Extracted entries |

---*---

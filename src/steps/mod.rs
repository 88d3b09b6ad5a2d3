//! Step handlers: the pipeline the orchestrator walks a run through, one
//! named step at a time. A flat set of handlers sharing one
//! `(ctx) -> StepOutcome` signature, matched on `run.step`.

use std::path::Path;

use rusqlite::Connection;
use serde_json::{Value, json};
use tokio::process::Command;
use tokio_util::sync::CancellationToken;

use crate::agent::policy::PolicyRule;
use crate::agent::{self, AgentProvider, LoopConfig, RunInvocationInput, ToolRegistry};
use crate::config::Config;
use crate::errors::ConductorError;
use crate::orchestrator::{self, TransitionPhase};
use crate::outbox;
use crate::platform::PlatformClient;
use crate::storage::models::{AgentInvocation, OutboxStatus, Phase, Project, Repo, Run};
use crate::storage::{artifacts, jobs, outbox as outbox_storage, projects, runs, worktrees};
use crate::worktree;

pub const STEP_SETUP_WORKTREE: &str = "setup_worktree";
pub const STEP_ROUTE: &str = "route";
pub const STEP_PLANNER_CREATE_PLAN: &str = "planner_create_plan";
pub const STEP_REVIEWER_REVIEW_PLAN: &str = "reviewer_review_plan";
pub const STEP_WAIT_PLAN_APPROVAL: &str = "wait_plan_approval";
pub const STEP_IMPLEMENTER_APPLY_CHANGES: &str = "implementer_apply_changes";
pub const STEP_TESTER_RUN_TESTS: &str = "tester_run_tests";
pub const STEP_REVIEWER_REVIEW_CODE: &str = "reviewer_review_code";
pub const STEP_CREATE_PR: &str = "create_pr";
pub const STEP_WAIT_PR_MERGE: &str = "wait_pr_merge";
pub const STEP_CLEANUP: &str = "cleanup";

/// The full step order, for anything that wants to display or validate it.
pub const PIPELINE: &[&str] = &[
    STEP_SETUP_WORKTREE,
    STEP_ROUTE,
    STEP_PLANNER_CREATE_PLAN,
    STEP_REVIEWER_REVIEW_PLAN,
    STEP_WAIT_PLAN_APPROVAL,
    STEP_IMPLEMENTER_APPLY_CHANGES,
    STEP_TESTER_RUN_TESTS,
    STEP_REVIEWER_REVIEW_CODE,
    STEP_CREATE_PR,
    STEP_WAIT_PR_MERGE,
    STEP_CLEANUP,
];

const MAX_TEST_FIX_ATTEMPTS: i64 = 3;
const MAX_REVIEW_ROUNDS: i64 = 3;

/// Per-agent timeouts.
const PLANNER_TIMEOUT_MS: u64 = 300_000;
const REVIEWER_TIMEOUT_MS: u64 = 180_000;
const IMPLEMENTER_TIMEOUT_MS: u64 = 600_000;

/// Everything a step handler needs: the loaded run/project/repo plus the
/// engine's shared collaborators. Borrowed, not owned — handlers run inside
/// the caller's connection and cancellation scope.
pub struct StepContext<'a> {
    pub conn: &'a Connection,
    pub config: &'a Config,
    pub provider: &'a dyn AgentProvider,
    pub tools: &'a ToolRegistry,
    pub policy_rules: &'a [Box<dyn PolicyRule>],
    pub platform: &'a dyn PlatformClient,
    pub cancel: &'a CancellationToken,
    pub run: Run,
    pub project: Project,
    pub repo: Repo,
}

/// What a step handler decided should happen next. The caller (the `runs`
/// queue worker) applies this via [`apply_outcome`].
pub enum StepOutcome {
    /// Stay in the current phase; arrive at `next_step`.
    Advance { next_step: &'static str },
    /// Move to a new phase, arriving at `next_step` (ignored if `to` is
    /// `Blocked` — use `Blocked` for that).
    Transition {
        to: Phase,
        next_step: Option<&'static str>,
    },
    /// Nothing to do right now; an external event (operator action, webhook,
    /// outbox completion) will bring the run back around to this step.
    AwaitExternal,
    /// A blocking gate or unrecoverable error parked the run. `context`
    /// should carry `resumePhase`/`resumeStep` so `retry` knows where to land.
    Blocked { reason: String, context: Value },
}

fn not_found(run_id: &str) -> ConductorError {
    crate::errors::StorageError::NotFound {
        kind: "run",
        id: run_id.to_string(),
    }
    .into()
}

/// Loads the run named by `run_id` along with its project and repo, ready to
/// hand to [`run_step`].
pub fn load_context<'a>(
    conn: &'a Connection,
    config: &'a Config,
    provider: &'a dyn AgentProvider,
    tools: &'a ToolRegistry,
    policy_rules: &'a [Box<dyn PolicyRule>],
    platform: &'a dyn PlatformClient,
    cancel: &'a CancellationToken,
    run_id: &str,
) -> Result<StepContext<'a>, ConductorError> {
    let run = runs::get_run(conn, run_id)?.ok_or_else(|| not_found(run_id))?;
    let project = projects::get_project(conn, &run.project_id)?.ok_or(crate::errors::StorageError::NotFound {
        kind: "project",
        id: run.project_id.clone(),
    })?;
    let repo = projects::get_repo(conn, &run.repo_id)?.ok_or(crate::errors::StorageError::NotFound {
        kind: "repo",
        id: run.repo_id.clone(),
    })?;
    Ok(StepContext {
        conn,
        config,
        provider,
        tools,
        policy_rules,
        platform,
        cancel,
        run,
        project,
        repo,
    })
}

/// Dispatches to the handler named by `ctx.run.step`, defaulting to
/// `setup_worktree` for a freshly created run (`step` is `NULL` in `pending`).
pub async fn run_step(ctx: &StepContext<'_>) -> Result<StepOutcome, ConductorError> {
    let step = ctx.run.step.as_deref().unwrap_or(STEP_SETUP_WORKTREE);
    match step {
        STEP_SETUP_WORKTREE => setup_worktree(ctx).await,
        STEP_ROUTE => route(ctx).await,
        STEP_PLANNER_CREATE_PLAN => planner_create_plan(ctx).await,
        STEP_REVIEWER_REVIEW_PLAN => reviewer_review_plan(ctx).await,
        STEP_WAIT_PLAN_APPROVAL => Ok(StepOutcome::AwaitExternal),
        STEP_IMPLEMENTER_APPLY_CHANGES => implementer_apply_changes(ctx).await,
        STEP_TESTER_RUN_TESTS => tester_run_tests(ctx).await,
        STEP_REVIEWER_REVIEW_CODE => reviewer_review_code(ctx).await,
        STEP_CREATE_PR => create_pr(ctx).await,
        STEP_WAIT_PR_MERGE => wait_pr_merge(ctx).await,
        STEP_CLEANUP => cleanup(ctx).await,
        other => Err(ConductorError::Programmer(format!("unknown step '{other}'"))),
    }
}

---*---

Exercise instructions | Return each full line of the entries that contains the word "platform".

Solved exercise |
use crate::platform::PlatformClient;
    pub platform: &'a dyn PlatformClient,
    platform: &'a dyn PlatformClient,
        platform,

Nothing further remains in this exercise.